Are You suprised ? - OWL

advertisement
Encoding Specifications: TEI Documents
Our Americas Archive Partnership project
Fondren Library, Rice University
Last updated July 15, 2009
General Statements
These guidelines are intended for printed materials, such as books, pamphlets, broadsides and
other early government publications.
Texts were sent to a vendor for transforming page images to text using double keying method at
99.95% accuracy.
Specifications
Encoding of text should adhere to the recommendations specified in TEI in Libraries Level 4
Guidelines (http://www.diglib.org/standards/tei.htm) with the following modifications:
1) TEI Schema / Syntax
• Convert text using TEI-P5 Schema
• Please use the following beginning code for each TEI/XML document:
<?xml version="1.0" encoding="UTF-8"?>
<?oxygen RNGSchema="http://www.teic.org/release/xml/tei/custom/schema/relaxng/tei_all.rng" type="xml"?>
<TEI xmlns="http://www.tei-c.org/ns/1.0">
2) Page images
• Please include coding for presentation of page images with the following attributes
and with the following sequence (facs, id, n.)
Example
<pb facs="aa00135_0004" xml:id="p0004" n="4"/>
where facs is the filename of page image (without extension)
xml:id is a unique identifier for each page,
n is the page number as printed in the text.
o Please note that this means you will not need to transcribe the printed page
numbers from the text, as the style sheet will generate pagination from the above
coding.
3) Hyphenation
• hyphenated, non-compound words that appear at the end of lines should be closed up
to facilitate searching and retrieval.
4) Divisions
• Please use numbered rather than unnumbered divs
• Assign an attribute type per each <div>
• Use a unique xml:id for each <div>
• For every <div> within body text use the numbering convention: divlevel + the div
number (e.g. <div1003> for the 3rd div1 in a file)
i.

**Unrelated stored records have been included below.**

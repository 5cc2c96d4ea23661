use axum::{extract::State, http::StatusCode, Json};
use chrono::NaiveDateTime;
use serde::{Deserialize, Serialize};

use crate::error::AppResult;
use crate::models::PullRequest;
use crate::services;
use crate::state::AppState;

use super::require_field;

#[derive(Deserialize)]
pub struct CreatePrRequest {
    pub pull_request_id: String,
    pub pull_request_name: String,
    pub author_id: String,
}

#[derive(Deserialize)]
pub struct MergePrRequest {
    pub pull_request_id: String,
}

#[derive(Deserialize)]
pub struct ReassignPrRequest {
    pub pull_request_id: String,
    pub old_user_id: String,
}

#[derive(Serialize)]
pub struct PrDto {
    pub pull_request_id: String,
    pub pull_request_name: String,
    pub author_id: String,
    pub status: String,
    pub assigned_reviewers: Vec<String>,
    pub created_at: NaiveDateTime,
    #[serde(skip_serializing_if = "Option::is_none")]
    pub merged_at: Option<NaiveDateTime>,
}

impl From<PullRequest> for PrDto {
    fn from(pr: PullRequest) -> Self {
        Self {
            pull_request_id: pr.pull_request_id,
            pull_request_name: pr.pull_request_name,
            author_id: pr.author_id,
            status: pr.status,
            assigned_reviewers: pr.assigned_reviewers,
            created_at: pr.created_at,
            merged_at: pr.merged_at,
        }
    }
}

#[derive(Serialize)]
pub struct PrResponse {
    pub pr: PrDto,
}

#[derive(Serialize)]
pub struct ReassignResponse {
    pub replaced_by: String,
    pub pr: PrDto,
}

pub async fn create_pr(
    State(state): State<AppState>,
    Json(payload): Json<CreatePrRequest>,
) -> AppResult<(StatusCode, Json<PrResponse>)> {
    require_field(&payload.pull_request_id, "pull_request_id", 255)?;
    require_field(&payload.pull_request_name, "pull_request_name", 500)?;
    require_field(&payload.author_id, "author_id", 255)?;

    let mut conn = state.db()?;
    let mut rng = rand::thread_rng();
    let pr = services::prs::create_pr(
        &mut conn,
        &mut rng,
        &payload.pull_request_id,
        &payload.pull_request_name,
        &payload.author_id,
    )?;

    Ok((
        StatusCode::CREATED,
        Json(PrResponse { pr: PrDto::from(pr) }),
    ))
}

pub async fn merge_pr(
    State(state): State<AppState>,
    Json(payload): Json<MergePrRequest>,
) -> AppResult<Json<PrResponse>> {
    require_field(&payload.pull_request_id, "pull_request_id", 255)?;

    let mut conn = state.db()?;
    let pr = services::prs::merge_pr(&mut conn, &payload.pull_request_id)?;

    Ok(Json(PrResponse { pr: PrDto::from(pr) }))
}

pub async fn reassign_reviewer(
    State(state): State<AppState>,
    Json(payload): Json<ReassignPrRequest>,
) -> AppResult<Json<ReassignResponse>> {
    require_field(&payload.pull_request_id, "pull_request_id", 255)?;
    require_field(&payload.old_user_id, "old_user_id", 255)?;

    let mut conn = state.db()?;
    let mut rng = rand::thread_rng();
    let (replaced_by, pr) = services::prs::reassign_reviewer(
        &mut conn,
        &mut rng,
        &payload.pull_request_id,
        &payload.old_user_id,
    )?;

    Ok(Json(ReassignResponse {
        replaced_by,
        pr: PrDto::from(pr),
    }))
}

Exclude n values for front and back matter
• Follow the below attribute sequence
• Please transcribe division titles using the <head> tag
Incorrect
<div type="section">
Correct
<div1 type="section" xml:id="div1003" n="3" >
<head>Annexation of Texas and Boundary with Mexico.</head>
<head type="sub"> Message from the President.</head>
Common div types may include:
 appendix
 article
 chapter
 contents (for table of contents)
 copyright (e.g. treat section titles such as AVISO OFICIAL as copyright div types)
 cover (book cover images: front, back or spine)
 entry
 dedication
 index
 letter
 list of illustrations
 poem
 section
 subchapter
 subsection
 title page
 volume
5) Special characters
Where possible, please use the Unicode character for special characters (particularly any
diacritics in Spanish texts) rather than the entity form. E.g. è rather than è or
è
6) Inline graphics
Any decorative elements such as photographs, illustrations, etc appearing within the body
of text should be recorded with a <figure> tag at the point in the text where it appears.

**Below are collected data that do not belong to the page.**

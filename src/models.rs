use chrono::NaiveDateTime;
use diesel::prelude::*;

use crate::schema::*;

pub const STATUS_OPEN: &str = "OPEN";
pub const STATUS_MERGED: &str = "MERGED";

/// Members of this team are administrators and can never be deactivated.
pub const TEAM_ADMINS: &str = "admins";

#[derive(Debug, Clone, Queryable, Identifiable)]
#[diesel(table_name = users)]
#[diesel(primary_key(user_id))]
pub struct User {
    pub user_id: String,
    pub username: String,
    pub team_name: String,
    pub is_active: bool,
    pub created_at: NaiveDateTime,
    pub updated_at: NaiveDateTime,
}

#[derive(Debug, Insertable)]
#[diesel(table_name = users)]
pub struct UpsertUser {
    pub user_id: String,
    pub username: String,
    pub team_name: String,
    pub is_active: bool,
}

#[derive(Debug, Clone, Queryable, Identifiable)]
#[diesel(table_name = teams)]
#[diesel(primary_key(team_name))]
pub struct Team {
    pub team_name: String,
    pub created_at: NaiveDateTime,
}

#[derive(Debug, Insertable)]
#[diesel(table_name = teams)]
pub struct NewTeam {
    pub team_name: String,
}

#[derive(Debug, Clone, Queryable)]
pub struct TeamMember {
    pub user_id: String,
    pub username: String,
    pub is_active: bool,
}

#[derive(Debug, Clone)]
pub struct TeamWithMembers {
    pub team_name: String,
    pub created_at: NaiveDateTime,
    pub members: Vec<TeamMember>,
}

#[derive(Debug, Clone, Queryable, Identifiable)]
#[diesel(table_name = pull_requests)]
#[diesel(primary_key(pull_request_id))]
pub struct PullRequestRow {
    pub pull_request_id: String,
    pub pull_request_name: String,
    pub author_id: String,
    pub status: String,
    pub created_at: NaiveDateTime,
    pub merged_at: Option<NaiveDateTime>,
}

#[derive(Debug, Insertable)]
#[diesel(table_name = pull_requests)]
pub struct NewPullRequest {
    pub pull_request_id: String,
    pub pull_request_name: String,
    pub author_id: String,
    pub status: String,
}

/// A pull request together with its currently assigned reviewer ids.
#[derive(Debug, Clone)]
pub struct PullRequest {
    pub pull_request_id: String,
    pub pull_request_name: String,
    pub author_id: String,
    pub status: String,
    pub assigned_reviewers: Vec<String>,
    pub created_at: NaiveDateTime,
    pub merged_at: Option<NaiveDateTime>,
}

#[derive(Debug, Clone, Queryable)]
pub struct PullRequestShort {
    pub pull_request_id: String,
    pub pull_request_name: String,
    pub author_id: String,
    pub status: String,
}

#[derive(Debug, Insertable)]
#[diesel(table_name = pr_reviewers)]
pub struct NewReviewerEdge {
    pub pull_request_id: String,
    pub user_id: String,
}

#[derive(Debug, Clone, Queryable, Identifiable)]
#[diesel(table_name = auth_tokens)]
pub struct AuthToken {
    pub id: i64,
    pub user_id: String,
    pub token: String,
    pub expires_at: NaiveDateTime,
    pub created_at: NaiveDateTime,
}

#[derive(Debug, Insertable)]
#[diesel(table_name = auth_tokens)]
pub struct NewAuthToken {
    pub user_id: String,
    pub token: String,
    pub expires_at: NaiveDateTime,
}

However please do not include the subtag <graphic url>
Example
<figure xml:id="illaa00135_0003a">
<head>caption, descriptive heading or title </head>
<p>any other text</p>
</figure>
The xml:id should be composed of the letters “ill” plus the filename of the source page
image plus a lowercase letter as shown in this example.
-2-
For full page illustrations, please centered the entire <figure> element
Example
<p rend="center">
<figure xml:id="illaa00030_0002ca">
<head>ISLA DE CUBA</head>
<p>[Señora de la Habana]</p>
</figure>
</p>
OR when full page illustration occurs within text that spans multiple pages
(ie. within a single paragraph) placed rend attribute within <hi> tag.
<p>…
<pb facs="m001_a228a" xml:id="pa228a"/>
<hi rend="center"><figure xml:id="illm001_a228aa">
<head>CLEOPATRA DANDOSE MUERTE CON EL ÁSPID</head>
</figure></hi>…</p>
7) Unidentifiable or Illegible text
If a keyer cannot transcribe any part of the text due to missing or physical damage of the
original page please use the <gap> tag with attribute “missing”. If there is any other
cause of illegibility (such as blurred text of the source material), please use the <unclear>
tag with attribute “illegible”.
8) Mark up any deletions/overstrikes using the <del> tag
9) Use the <seg type="letterhead"> tag
10) Title pages
When a formal title page exists, please use the <titlePage> and related subtags to encode
the title page information.
11) Table of contents
If there is a formal table of contents, then the tables of contents should be encoded using
a <div1> tag with an attribute type="contents". The table of contents should be encoded
as a <table>, typically with the title of the chapter in one cell, the page number in
another. Use the <ptr> element to provide a link to the appropriate page, as in <ref
target="p0001">1</ref>.
12) Please encode all line and paragraph breaks as they appear directly from the text (expect for
hyphenated words as describe in # 3 above)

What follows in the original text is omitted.